The Horticulture Website of Dr. agr. Volker Kleinhenz features a Growerâs Guide to Cultivating Chinese Waterchestnut and his updated Curriculum vitae.

Phnom Penh, Cambodia (PRWEB) November 25, 2011

The book on “A Grower’s Guide to Cultivating Chinese Water Chestnut in Australia” provides the technical and practical basis for the commercial production of Chinese waterchestnut. It is divided into five chapters which cover planting material and the environment, cultivation and harvest, postharvest storage, marketing and economics of production. The chapter on planting material and the environment covers the genetics of cultivated waterchestnut and site effects on seed production and cultivation. The extensive chapter on cultivation and harvest provides details on paddy design and construction, planting material and techniques, irrigation, plant nutrition, organic mulching, light management including photointensity and photoperiod, plant protection, weed control, harvesting equipment, corm quality and soilless cultivation. The chapter on postharvest storage focuses on quality parameters including weight loss, sprouting, sweetness and preferred storage technique. While the marketing chapter provides insights into domestic and overseas market potential, the chapter on production economics provides scenarios for high-cost production and low-cost production. The latter chapter demonstrates that waterchestnut production is commercially viable under a range of input and predicted yield scenarios.

When starting up production, particular attention should be turned towards the choice of good quality planting material which is those with comparably high sugar content at planting, the appropriate balance of N:P:K fertilizer and the timing of planting. These choices have important implications for the yield and quality of waterchestnut. With the manipulation of daylength through artificially lengthening with suspended bulbs or shortening through light exclusion, it is possible to supply freshly harvested produce for at least six months per year. Cold storage at 4°C allow another extension of supply of fresh corms. In addition to the HTML version, this Grower’s Guide is also available in PDF format.

Besides providing an overview of his scientific publications, the homepage includes Volker’s updated Curriculum vitae which is now more compact.
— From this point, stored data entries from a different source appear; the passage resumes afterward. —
#![doc = r#"
Pitch codes, their names and their frequencies.

Pitch code `69` is A4 at 440 Hz. Code `0` is `C-1`. The frequency table
covers ten octaves, codes `0` to `119`; codes above that have no
frequency.
"#]
use core::fmt;

/// Number of pitch codes with a known frequency
pub const FREQUENCY_TABLE_LEN: usize = 120;

/// Semitones per octave
pub const NOTES_IN_OCTAVE: i32 = 12;

/// Equal temperament, A4 = 440 Hz, C4 to B4
const OCTAVE_FOUR: [f64; 12] = [
    261.625_565_300_598_6,
    277.182_630_976_872_1,
    293.664_767_917_407_6,
    311.126_983_722_080_9,
    329.627_556_912_869_9,
    349.228_231_433_003_9,
    369.994_422_711_634_4,
    391.995_435_981_749_27,
    415.304_697_579_945_1,
    440.0,
    466.163_761_518_089_9,
    493.883_301_256_124_1,
];

#[doc = r#"
A pitch code as carried by `NOTE_ON`/`NOTE_OFF` events.

# Example
```rust
# use midibeep::prelude::*;
let a4 = Pitch::new(69);
assert_eq!(a4.key(), Key::A);
assert_eq!(a4.octave(), Octave::new(4));
assert_eq!(a4.frequency(), Some(440.0));
assert_eq!(a4.to_string(), "A4");
```
"#]
#[derive(Copy, Clone, PartialEq, Eq, Ord, PartialOrd, Debug, Hash)]
#[cfg_attr(feature = "serde", derive(serde::Serialize, serde::Deserialize))]
pub struct Pitch(u8);

impl Pitch {
    /// Wrap a pitch code
    pub const fn new(code: u8) -> Self {
        Self(code)
    }

    /// Shift by a number of semitones.
    ///
    /// Returns `None` if the result leaves the frequency table.
    pub fn shifted(&self, semitones: i32) -> Option<Self> {
        let code = i32::from(self.0).checked_add(semitones)?;
        if (0..FREQUENCY_TABLE_LEN as i32).contains(&code) {
            Some(Self(code as u8))
        } else {
            None
        }
    }

    /// The pitch code
    pub const fn code(&self) -> u8 {
        self.0
    }

    /// True if the code has a frequency
    pub const fn in_table(&self) -> bool {
        (self.0 as usize) < FREQUENCY_TABLE_LEN
    }

    /// Identifies the key of the pitch
    pub const fn key(&self) -> Key {
        Key::from_code(self.0)
    }

    /// Identifies the octave of the pitch
    pub const fn octave(&self) -> Octave {
        Octave((self.0 / 12) as i8 - 1)
    }

    /// Frequency in Hz, if the code is inside the table
    pub fn frequency(&self) -> Option<f64> {
        if !self.in_table() {
            return None;
        }
        let mut freq = OCTAVE_FOUR[(self.0 % 12) as usize];
        let octave = self.octave().value();
        for _ in octave..4 {
            freq /= 2.0;
        }
        for _ in 4..octave {
            freq *= 2.0;
        }
        Some(freq)
    }
}

impl fmt::Display for Pitch {
    fn fmt(&self, f: &mut fmt::Formatter<'_>) -> fmt::Result {
        write!(f, "{}{}", self.key(), self.octave())
    }
}

#[allow(missing_docs)]
#[derive(Copy, Clone, PartialEq, Eq, Debug, Hash)]
#[cfg_attr(feature = "serde", derive(serde::Serialize, serde::Deserialize))]
#[doc = r#"
The note name of a [`Pitch`] within its octave.
"#]
pub enum Key {
    C,
    CSharp,
    D,
    DSharp,
    E,
    F,
    FSharp,
    G,
    GSharp,
    A,
    ASharp,
    B,
}

impl Key {
    /// Returns an array beginning with [`Key::C`] to [`Key::B`]
    pub fn all() -> [Key; 12] {
        use Key::*;
        [C, CSharp, D, DSharp, E, F, FSharp, G, GSharp, A, ASharp, B]
    }

    /// Returns true if the key is sharp.
    #[inline]
    pub const fn is_sharp(&self) -> bool {
        use Key::*;
        matches!(self, CSharp | DSharp | FSharp | GSharp | ASharp)
    }

    const fn from_code(code: u8) -> Self {
        use Key::*;
        match code % 12 {
            0 => C,
            1 => CSharp,
            2 => D,
            3 => DSharp,
            4 => E,
            5 => F,
            6 => FSharp,
            7 => G,
            8 => GSharp,
            9 => A,
            10 => ASharp,
            _ => B,
        }
    }
}

impl fmt::Display for Key {
    fn fmt(&self, f: &mut fmt::Formatter<'_>) -> fmt::Result {
        use Key::*;
        let name = match self {
            C => "C",
            CSharp => "C#",
            D => "D",
            DSharp => "D#",
            E => "E",
            F => "F",
            FSharp => "F#",
            G => "G",
            GSharp => "G#",
            A => "A",
            ASharp => "A#",
            B => "B",
        };
        f.write_str(name)
    }
}

#[doc = r#"
Identifies the octave of a [`Pitch`]. Pitch code `0` is in octave `-1`.
"#]
#[derive(PartialEq, Eq, Debug, Clone, Copy, Hash)]
#[cfg_attr(feature = "serde", derive(serde::Serialize, serde::Deserialize))]
pub struct Octave(i8);

impl Octave {
    /// Should be a value between [-1, 9]. Clamps between these two values.
    pub const fn new(mut octave: i8) -> Self {
        if octave < -1 {
            octave = -1
        } else if octave > 9 {
            octave = 9;
        }
        Self(octave)
    }

    /// The octave, from `[-1,9]`
    pub const fn value(&self) -> i8 {
        self.0
    }
}

impl fmt::Display for Octave {
    fn fmt(&self, f: &mut fmt::Formatter<'_>) -> fmt::Result {
        write!(f, "{}", self.0)
    }
}

#[cfg(test)]
fn equal_temperament(code: u8) -> f64 {
    // 440 * 2^((n - 69) / 12) without `powf`
    let mut freq = 440.0;
    let semitone = 1.059_463_094_359_295_3_f64;
    if code >= 69 {
        for _ in 69..code {
            freq *= semitone;
        }
    } else {
        for _ in code..69 {
            freq /= semitone;
        }
    }
    freq
}

#[test]
fn frequencies_follow_equal_temperament() {
    for code in 0..FREQUENCY_TABLE_LEN as u8 {
        let freq = Pitch::new(code).frequency().unwrap();
        let expected = equal_temperament(code);
        assert!(
            (freq - expected).abs() / expected < 1e-9,
            "{code}: {freq} != {expected}"
        );
    }
}

#[test]
fn known_frequencies() {
    use pretty_assertions::assert_eq;
    assert_eq!(Pitch::new(69).frequency(), Some(440.0));
    assert_eq!(Pitch::new(57).frequency(), Some(220.0));
    assert_eq!(Pitch::new(81).frequency(), Some(880.0));
    assert_eq!(Pitch::new(60).frequency(), Some(261.625_565_300_598_6));
    assert_eq!(Pitch::new(119).frequency(), Some(7_902.132_820_097_986));
    assert_eq!(Pitch::new(120).frequency(), None);
}

#[test]
fn names() {
    use alloc::string::ToString;
    use pretty_assertions::assert_eq;
    assert_eq!(Pitch::new(0).to_string(), "C-1");
    assert_eq!(Pitch::new(60).to_string(), "C4");
    assert_eq!(Pitch::new(61).to_string(), "C#4");
    assert_eq!(Pitch::new(94).key(), Key::ASharp);
    assert_eq!(Pitch::new(94).octave(), Octave::new(6));
}

#[test]
fn shifting() {
    use pretty_assertions::assert_eq;
    assert_eq!(Pitch::new(60).shifted(12), Some(Pitch::new(72)));
    assert_eq!(Pitch::new(60).shifted(-61), None);
    assert_eq!(Pitch::new(110).shifted(10), None);
    assert_eq!(Pitch::new(110).shifted(9), Some(Pitch::new(119)));
    assert_eq!(Pitch::new(1).shifted(i32::MAX), None);
}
Besides his recent assignments as a referee for the premium international agricultural journal Scientia Horticulturae and the Journal of Agriculture and Rural Development in the Tropics and Subtropics (JARTS), it also includes his latest consultation on Supplier Quality Management.

These details are also available at Volker kleinhenz’s LinkedIn profile, his homepage at the Asian Institute of Technology (AIT) in Thailand and his Twitter account @VolkerKleinhenz.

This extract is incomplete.